## [Activity]
Read the lines below. Copy out any that hold the string "struct".

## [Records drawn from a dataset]
.....

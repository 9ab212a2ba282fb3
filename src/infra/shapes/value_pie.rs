//! Products value by month → export value pie.

use serde::Deserialize;
use serde_json::{Map, Value};

use super::{label_from, object_envelope, object_rows, ShapeError};
use crate::config::product_name;
use crate::domain::numeric::{lenient, normalize_number, string_or_number};
use crate::domain::PieSlice;

const DATASET: &str = "products value";

#[derive(Clone, Debug, Default, PartialEq)]
pub struct ValuePieFragment {
    pub slices: Vec<PieSlice>,
    pub year_label: String,
    /// Export total some backend versions embed in this payload; used only
    /// when the dedicated export total call fails.
    pub embedded_export_total: Option<f64>,
}

#[derive(Debug, Deserialize)]
struct PieSliceDto {
    #[serde(deserialize_with = "string_or_number")]
    name: String,
    #[serde(default, deserialize_with = "lenient")]
    value: Option<f64>,
    #[serde(default, deserialize_with = "lenient")]
    ton: Option<f64>,
    #[serde(default, deserialize_with = "lenient")]
    share: Option<f64>,
}

/// List fields stay raw and are only read when they are arrays.
#[derive(Debug, Default, Deserialize)]
#[serde(rename_all = "camelCase")]
struct ProductsValueDto {
    #[serde(default)]
    products: Option<Value>,
    #[serde(default)]
    monthly: Option<Value>,
    #[serde(default)]
    year_label: Option<Value>,
    #[serde(default, deserialize_with = "lenient")]
    export_total: Option<f64>,
    #[serde(default)]
    data: Option<Value>,
}

#[derive(Debug, Deserialize)]
struct ProductDto {
    #[serde(deserialize_with = "string_or_number")]
    code: String,
    #[serde(default)]
    name: Option<Value>,
}

pub fn build(payload: Value) -> Result<ValuePieFragment, ShapeError> {
    match payload {
        // Shape A: already the final slice list.
        Value::Array(entries) => Ok(ValuePieFragment {
            slices: decode_slices(entries),
            ..ValuePieFragment::default()
        }),
        Value::Object(ref map) => {
            // Shape C: {"data": {...}} around shape B.
            if let Some(inner) = object_envelope(map, &["products", "monthly", "yearLabel"]) {
                let dto = serde_json::from_value(inner.clone())
                    .map_err(|_| ShapeError::unrecognized(DATASET, inner))?;
                return Ok(from_monthly(dto));
            }
            // Shape B: {"products", "monthly", "yearLabel"?, "data"?}.
            let dto = serde_json::from_value(payload.clone())
                .map_err(|_| ShapeError::unrecognized(DATASET, &payload))?;
            Ok(from_monthly(dto))
        }
        other => Err(ShapeError::unrecognized(DATASET, &other)),
    }
}

fn from_monthly(dto: ProductsValueDto) -> ValuePieFragment {
    let rows = object_rows(array(dto.monthly).unwrap_or_default());
    let last_row = rows.last();
    let year_label = year_label(dto.year_label.as_ref(), last_row);

    let slices = match (array(dto.data), last_row) {
        (Some(ready), _) => decode_slices(ready),
        (None, Some(row)) => slices_from_row(array(dto.products).unwrap_or_default(), row),
        (None, None) => Vec::new(),
    };

    ValuePieFragment {
        slices,
        year_label,
        embedded_export_total: dto.export_total,
    }
}

fn array(value: Option<Value>) -> Option<Vec<Value>> {
    match value {
        Some(Value::Array(items)) => Some(items),
        _ => None,
    }
}

/// Explicit label, else the last row's year, else its period, else empty.
fn year_label(explicit: Option<&Value>, last_row: Option<&Map<String, Value>>) -> String {
    explicit
        .and_then(label_from)
        .or_else(|| last_row.and_then(|row| row.get("year")).and_then(label_from))
        .or_else(|| last_row.and_then(|row| row.get("period")).and_then(label_from))
        .unwrap_or_default()
}

/// One slice per product, read from the most recent row.
fn slices_from_row(products: Vec<Value>, row: &Map<String, Value>) -> Vec<PieSlice> {
    products
        .into_iter()
        .filter_map(|product| serde_json::from_value::<ProductDto>(product).ok())
        .filter_map(|product| {
            let value = row.get(&product.code).and_then(normalize_number)?;
            let name = product
                .name
                .as_ref()
                .and_then(label_from)
                .filter(|name| !name.trim().is_empty())
                .or_else(|| product_name(&product.code).map(str::to_string))
                .unwrap_or(product.code);
            Some(PieSlice {
                name,
                value,
                ton: None,
                share: None,
            })
        })
        .collect()
}

fn decode_slices(entries: Vec<Value>) -> Vec<PieSlice> {
    entries
        .into_iter()
        .filter_map(|entry| serde_json::from_value::<PieSliceDto>(entry).ok())
        .filter_map(|dto| {
            Some(PieSlice {
                name: dto.name,
                value: dto.value?,
                ton: dto.ton,
                share: dto.share,
            })
        })
        .collect()
}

.....

## [Response to the task]
pub struct ValuePieFragment {
struct PieSliceDto {
struct ProductsValueDto {
struct ProductDto {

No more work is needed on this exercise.